▶ **Problem statement**
Report the number of lines in the entries below that include the word "expect", and nothing else.

▶ **Material shown**
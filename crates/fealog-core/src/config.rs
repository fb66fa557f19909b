//! Configuration types for fealog.
//!
//! [`Config::load`] layers an optional user file and an optional explicit
//! file on top of the embedded defaults. [`Config::defaults`] returns the
//! same defaults without touching the filesystem (useful in tests).

use serde::Deserialize;
use std::path::{Path, PathBuf};

// ---------------------------------------------------------------------------
// Embedded defaults
// ---------------------------------------------------------------------------

const DEFAULT_CONFIG: &str = r#"
# [2024-01-15T10:00:00.123Z] [INFO] message
fea_log_pattern = '^\[(?<timestamp>\d{4}-\d{2}-\d{2}[T ][0-9:.,]+(?:Z|[+-]\d{2}:?\d{2})?)\]\s+\[(?<level>[A-Za-z]+)\]\s+(?<message>(?s:.*))'

# [2024-01-15T10:00:00.123Z] [INFO] [CentralLogger] {"category": ...}
fea_central_logger_pattern = '^\[[^\]]+\]\s+\[[A-Za-z]+\]\s+\[CentralLogger\]'

# 2024-01-15 10:00:00.123 | WARN | message
assimilation_pattern = '^(?<timestamp>\d{4}-\d{2}-\d{2} \d{2}:\d{2}:\d{2}(?:[.,]\d+)?)\s*\|\s*(?<level>[A-Za-z]+)\s*\|\s*(?<message>(?s:.*))'

# 2024-01-15T10:00:00Z WARN message
native_log_pattern = '^(?<timestamp>\d{4}-\d{2}-\d{2}T\d{2}:\d{2}:\d{2}(?:\.\d+)?(?:Z|[+-]\d{2}:\d{2})?)\s+(?<level>[A-Za-z]+)\s+(?<message>(?s:.*))'

[[level_aliases]]
level   = "Error"
aliases = ["error", "err", "e", "fatal", "critical", "crit"]

[[level_aliases]]
level   = "Warn"
aliases = ["warn", "warning", "w"]

[[level_aliases]]
level   = "Info"
aliases = ["info", "information", "inf", "i"]

[[level_aliases]]
level   = "Log"
aliases = ["log", "notice"]

[[level_aliases]]
level   = "Debug"
aliases = ["debug", "dbg", "d"]

[[level_aliases]]
level   = "Verbose"
aliases = ["verbose", "verb", "v", "trace"]
"#;

// ---------------------------------------------------------------------------
// Public config types
// ---------------------------------------------------------------------------

/// Top-level converter configuration.
#[derive(Debug, Clone, Deserialize)]
pub struct Config {
    /// Boundary pattern for FEA client logs. Needs `timestamp`, `level` and
    /// `message` named groups, like the other two boundary patterns.
    pub fea_log_pattern: String,
    /// Matched against whole FEA records to spot central-logger records.
    pub fea_central_logger_pattern: String,
    pub assimilation_pattern: String,
    pub native_log_pattern: String,
    /// Canonical level → aliases. Order matters: when an alias is listed
    /// under two levels, the earlier entry keeps it.
    #[serde(default)]
    pub level_aliases: Vec<LevelAliasEntry>,
}

/// One `[[level_aliases]]` table.
#[derive(Debug, Clone, PartialEq, Eq, Deserialize)]
pub struct LevelAliasEntry {
    pub level: String,
    #[serde(default)]
    pub aliases: Vec<String>,
}

impl Default for Config {
    fn default() -> Self {
        Self::defaults()
    }
}

impl Config {
    /// Load the embedded defaults, then `$XDG_CONFIG_HOME/fealog/config.toml`
    /// if present, then `explicit` (which must exist when given).
    pub fn load(explicit: Option<&Path>) -> anyhow::Result<Self> {
        let mut builder = config::Config::builder()
            .add_source(config::File::from_str(
                DEFAULT_CONFIG,
                config::FileFormat::Toml,
            ))
            .add_source(config::File::from(user_config_path().as_path()).required(false));

        if let Some(path) = explicit {
            builder = builder.add_source(config::File::from(path).required(true));
        }

        builder.build()?.try_deserialize().map_err(Into::into)
    }

    /// Parse a TOML document layered over the defaults.
    pub fn from_toml_with_defaults(text: &str) -> anyhow::Result<Self> {
        config::Config::builder()
            .add_source(config::File::from_str(
                DEFAULT_CONFIG,
                config::FileFormat::Toml,
            ))
            .add_source(config::File::from_str(text, config::FileFormat::Toml))
            .build()?
            .try_deserialize()
            .map_err(Into::into)
    }

    /// Return the built-in defaults without touching the filesystem.
    pub fn defaults() -> Self {
        config::Config::builder()
            .add_source(config::File::from_str(
                DEFAULT_CONFIG,
                config::FileFormat::Toml,
            ))
            .build()
            .expect("built-in default config must be valid TOML")
            .try_deserialize()
            .expect("built-in default config must deserialize correctly")
    }
}

// ---------------------------------------------------------------------------
// Path helpers
// ---------------------------------------------------------------------------

fn user_config_path() -> PathBuf {
    std::env::var("XDG_CONFIG_HOME")
        .map(PathBuf::from)
        .unwrap_or_else(|_| {
            PathBuf::from(std::env::var("HOME").unwrap_or_else(|_| ".".to_string()))
                .join(".config")
        })
        .join("fealog")
        .join("config.toml")
}

// ---------------------------------------------------------------------------
// Tests
// ---------------------------------------------------------------------------
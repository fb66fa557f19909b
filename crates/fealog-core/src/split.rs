//! Reassembly of physical lines into logical records.
//!
//! A line matching the boundary pattern always opens a new record; any other
//! line is a continuation of the record before it. Stack traces and
//! pretty-printed payloads therefore stay attached to the line that started
//! them.

use crate::pattern::BoundaryPattern;

pub struct RecordSplitter<'p> {
    boundary: &'p BoundaryPattern,
}

impl<'p> RecordSplitter<'p> {
    pub fn new(boundary: &'p BoundaryPattern) -> Self {
        Self { boundary }
    }

    /// Split `lines` into trimmed logical records, in input order.
    ///
    /// Blank accumulators are dropped, so leading blank lines never produce
    /// an empty record.
    pub fn split<I, S>(&self, lines: I) -> Vec<String>
    where
        I: IntoIterator<Item = S>,
        S: AsRef<str>,
    {
        let mut records = Vec::new();
        let mut current = String::new();

        for line in lines {
            let line = line.as_ref();
            if self.boundary.is_match(line) {
                let finished = std::mem::replace(&mut current, line.to_owned());
                push_record(&mut records, &finished);
            } else {
                current.push('\n');
                current.push_str(line);
            }
        }

        push_record(&mut records, &current);
        records
    }
}

fn push_record(records: &mut Vec<String>, accumulated: &str) {
    let record = accumulated.trim();
    if !record.is_empty() {
        records.push(record.to_owned());
    }
}
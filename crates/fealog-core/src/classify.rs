//! Central-logger vs plain classification of logical records.

use crate::types::{ClassifiedRecord, SourceFormat};
use regex::Regex;

/// Only the FEA client writes central-logger records, so records from any
/// other format are plain no matter what they contain.
pub struct RecordClassifier<'p> {
    central_logger: &'p Regex,
}

impl<'p> RecordClassifier<'p> {
    pub fn new(central_logger: &'p Regex) -> Self {
        Self { central_logger }
    }

    pub fn is_central_logger(&self, text: &str, format: SourceFormat) -> bool {
        format == SourceFormat::Fea && self.central_logger.is_match(text)
    }

    pub fn classify(
        &self,
        text: String,
        format: SourceFormat,
        client_name: &str,
    ) -> ClassifiedRecord {
        ClassifiedRecord {
            is_central_logger: self.is_central_logger(&text, format),
            text,
            source_format: format,
            client_name: client_name.to_owned(),
        }
    }
}
//! Timestamp parsing for plain records.
//!
//! Timestamps carrying an offset are converted to UTC; timestamps without
//! one are taken as UTC. The result is always epoch milliseconds.

use chrono::{DateTime, NaiveDate, NaiveDateTime};

const OFFSET_FORMATS: &[&str] = &[
    "%Y-%m-%d %H:%M:%S%.f%:z",
    "%Y-%m-%d %H:%M:%S%.f %:z",
    "%Y-%m-%dT%H:%M:%S%.f%z",
    "%Y-%m-%d %H:%M:%S%.f %z",
];

const NAIVE_FORMATS: &[&str] = &[
    "%Y-%m-%dT%H:%M:%S%.f",
    "%Y-%m-%d %H:%M:%S%.f",
    "%Y-%m-%dT%H:%M",
    "%Y-%m-%d %H:%M",
    "%Y/%m/%d %H:%M:%S%.f",
    "%m/%d/%Y %H:%M:%S%.f",
    "%d.%m.%Y %H:%M:%S%.f",
];

/// Parse `raw` into epoch milliseconds, or `None` if no known layout fits.
pub fn parse_epoch_millis(raw: &str) -> Option<i64> {
    let trimmed = raw.trim();
    if trimmed.is_empty() {
        return None;
    }
    // `10:00:00,123` is common in Java-style logs.
    let text = trimmed.replacen(',', ".", 1);

    if let Ok(dt) = DateTime::parse_from_rfc3339(&text) {
        return Some(dt.timestamp_millis());
    }
    for fmt in OFFSET_FORMATS {
        if let Ok(dt) = DateTime::parse_from_str(&text, fmt) {
            return Some(dt.timestamp_millis());
        }
    }

    let naive = text.strip_suffix(['Z', 'z']).unwrap_or(text.as_str());
    for fmt in NAIVE_FORMATS {
        if let Ok(dt) = NaiveDateTime::parse_from_str(naive, fmt) {
            return Some(dt.and_utc().timestamp_millis());
        }
    }

    NaiveDate::parse_from_str(naive, "%Y-%m-%d")
        .ok()
        .and_then(|d| d.and_hms_opt(0, 0, 0))
        .map(|dt| dt.and_utc().timestamp_millis())
}
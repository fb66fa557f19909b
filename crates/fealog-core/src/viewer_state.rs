//! Viewer presentation state (`log_state.json`).
//!
//! Derived purely from the distinct client names of a run. Per-client maps
//! serialize in client first-appearance order, not sorted.

use serde::{ser::SerializeMap, Serialize, Serializer};

const FILTER_LOGIC: &str = "OR";
const HIGHLIGHT_SLOTS: usize = 4;

// ---------------------------------------------------------------------------
// Document types
// ---------------------------------------------------------------------------

#[derive(Debug, Clone, PartialEq, Serialize)]
#[serde(rename_all = "camelCase")]
pub struct ViewerState {
    pub registered_client_names: Vec<String>,
    #[serde(serialize_with = "serialize_ordered_map")]
    pub registered_clients: Vec<(String, RegisteredClient)>,
    pub persist_state: PersistState,
}

#[derive(Debug, Clone, PartialEq, Eq, Serialize)]
#[serde(rename_all = "camelCase")]
pub struct RegisteredClient {
    pub name: String,
    pub view_id: Option<String>,
    pub central_logger_name_prefix: String,
    pub display_name: String,
}

/// Per-level visibility toggles. `LocalOnly` exists only on client toggles.
#[derive(Debug, Clone, Copy, PartialEq, Eq, Serialize)]
pub struct LevelToggles {
    #[serde(rename = "Error")]
    pub error: bool,
    #[serde(rename = "Warn")]
    pub warn: bool,
    #[serde(rename = "Info")]
    pub info: bool,
    #[serde(rename = "Log")]
    pub log: bool,
    #[serde(rename = "Debug")]
    pub debug: bool,
    #[serde(rename = "Verbose")]
    pub verbose: bool,
    #[serde(rename = "LocalOnly", skip_serializing_if = "Option::is_none")]
    pub local_only: Option<bool>,
}

impl LevelToggles {
    pub fn all_visible() -> Self {
        Self {
            error: true,
            warn: true,
            info: true,
            log: true,
            debug: true,
            verbose: true,
            local_only: None,
        }
    }

    /// Default toggles for a newly shown client: `Info` hidden, local only.
    pub fn initial_client() -> Self {
        Self {
            info: false,
            local_only: Some(true),
            ..Self::all_visible()
        }
    }
}

#[derive(Debug, Clone, PartialEq, Eq, Serialize)]
pub struct Filter {
    pub logic: String,
}

impl Default for Filter {
    fn default() -> Self {
        Self {
            logic: FILTER_LOGIC.to_string(),
        }
    }
}

#[derive(Debug, Clone, PartialEq, Eq, Serialize)]
pub struct ColumnDef {
    pub field: String,
    pub name: String,
}

#[derive(Debug, Clone, PartialEq, Eq, Serialize)]
pub struct HighlightString {
    pub str: String,
}

#[derive(Debug, Clone, PartialEq, Serialize)]
#[serde(rename_all = "camelCase")]
pub struct ClientState {
    pub console: LevelToggles,
    pub dev: LevelToggles,
    pub system: LevelToggles,
    pub perf: LevelToggles,
    pub client_channel: String,
    pub show_advanced_view_filters: bool,
    pub wrap_log: bool,
    pub show_stack_strace_in_log: bool,
    pub filter: Filter,
    pub show_time_elapsed_from_startup: bool,
    pub client_list_visible: bool,
    pub col_defs: Vec<ColumnDef>,
    pub window_name: String,
}

#[derive(Debug, Clone, PartialEq, Serialize)]
#[serde(rename_all = "camelCase")]
pub struct PersistState {
    pub log_state: LevelToggles,
    pub plain_text_console: bool,
    pub filter_highlights: bool,
    pub highlight_string: Vec<HighlightString>,
    pub hide_inactive_state: bool,
    pub current_category: String,
    pub dev_mode_state: bool,
    pub system_mode_state: bool,
    pub perf_mode_state: bool,
    pub initial_client_state_default: LevelToggles,
    pub show_advanced_view_filters: bool,
    pub wrap_log: bool,
    pub show_stack_strace_in_log: bool,
    pub filter: Filter,
    pub show_time_elapsed_from_startup: bool,
    pub col_defs: Vec<ColumnDef>,
    pub visible_cols: Vec<String>,
    pub client_list_visible: bool,
    pub is_persisted: bool,
    #[serde(serialize_with = "serialize_ordered_map")]
    pub client_state: Vec<(String, ClientState)>,
    #[serde(serialize_with = "serialize_ordered_map")]
    pub show_client_state: Vec<(String, bool)>,
}

// ---------------------------------------------------------------------------
// Builder
// ---------------------------------------------------------------------------

pub struct ViewerStateBuilder {
    client_names: Vec<String>,
}

impl ViewerStateBuilder {
    /// `client_names` must already be distinct, in first-appearance order
    /// (see [`RunOutput::client_names`](crate::pipeline::RunOutput::client_names)).
    pub fn new(client_names: Vec<String>) -> Self {
        Self { client_names }
    }

    pub fn build(self) -> ViewerState {
        let initial = LevelToggles::initial_client();

        let registered_clients = self
            .client_names
            .iter()
            .map(|name| {
                let client = RegisteredClient {
                    name: name.clone(),
                    view_id: None,
                    central_logger_name_prefix: String::new(),
                    display_name: name.clone(),
                };
                (name.clone(), client)
            })
            .collect();

        let client_state = self
            .client_names
            .iter()
            .map(|name| {
                let state = ClientState {
                    console: initial,
                    dev: initial,
                    system: initial,
                    perf: initial,
                    client_channel: name.clone(),
                    show_advanced_view_filters: false,
                    wrap_log: false,
                    show_stack_strace_in_log: false,
                    filter: Filter::default(),
                    show_time_elapsed_from_startup: true,
                    client_list_visible: true,
                    col_defs: default_columns(),
                    window_name: name.clone(),
                };
                (name.clone(), state)
            })
            .collect();

        let show_client_state = self
            .client_names
            .iter()
            .map(|name| (name.clone(), true))
            .collect();

        let persist_state = PersistState {
            log_state: LevelToggles::all_visible(),
            plain_text_console: true,
            filter_highlights: true,
            highlight_string: (0..HIGHLIGHT_SLOTS)
                .map(|_| HighlightString { str: String::new() })
                .collect(),
            hide_inactive_state: false,
            current_category: crate::types::SYSTEM_CATEGORY.to_string(),
            dev_mode_state: true,
            system_mode_state: true,
            perf_mode_state: true,
            initial_client_state_default: initial,
            show_advanced_view_filters: false,
            wrap_log: false,
            show_stack_strace_in_log: false,
            filter: Filter::default(),
            show_time_elapsed_from_startup: true,
            col_defs: default_columns(),
            visible_cols: vec!["timeElapsedFromStartup".to_string()],
            client_list_visible: true,
            is_persisted: true,
            client_state,
            show_client_state,
        };

        ViewerState {
            registered_client_names: self.client_names,
            registered_clients,
            persist_state,
        }
    }
}

fn default_columns() -> Vec<ColumnDef> {
    [
        ("timeElapsedFromStartup", "Time"),
        ("previousRowTimeDelta", "Row Delta"),
        ("category", "Category"),
    ]
    .into_iter()
    .map(|(field, name)| ColumnDef {
        field: field.to_string(),
        name: name.to_string(),
    })
    .collect()
}

fn serialize_ordered_map<S, V>(entries: &[(String, V)], serializer: S) -> Result<S::Ok, S::Error>
where
    S: Serializer,
    V: Serialize,
{
    let mut map = serializer.serialize_map(Some(entries.len()))?;
    for (k, v) in entries {
        map.serialize_entry(k, v)?;
    }
    map.end()
}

▶ **Your response**
2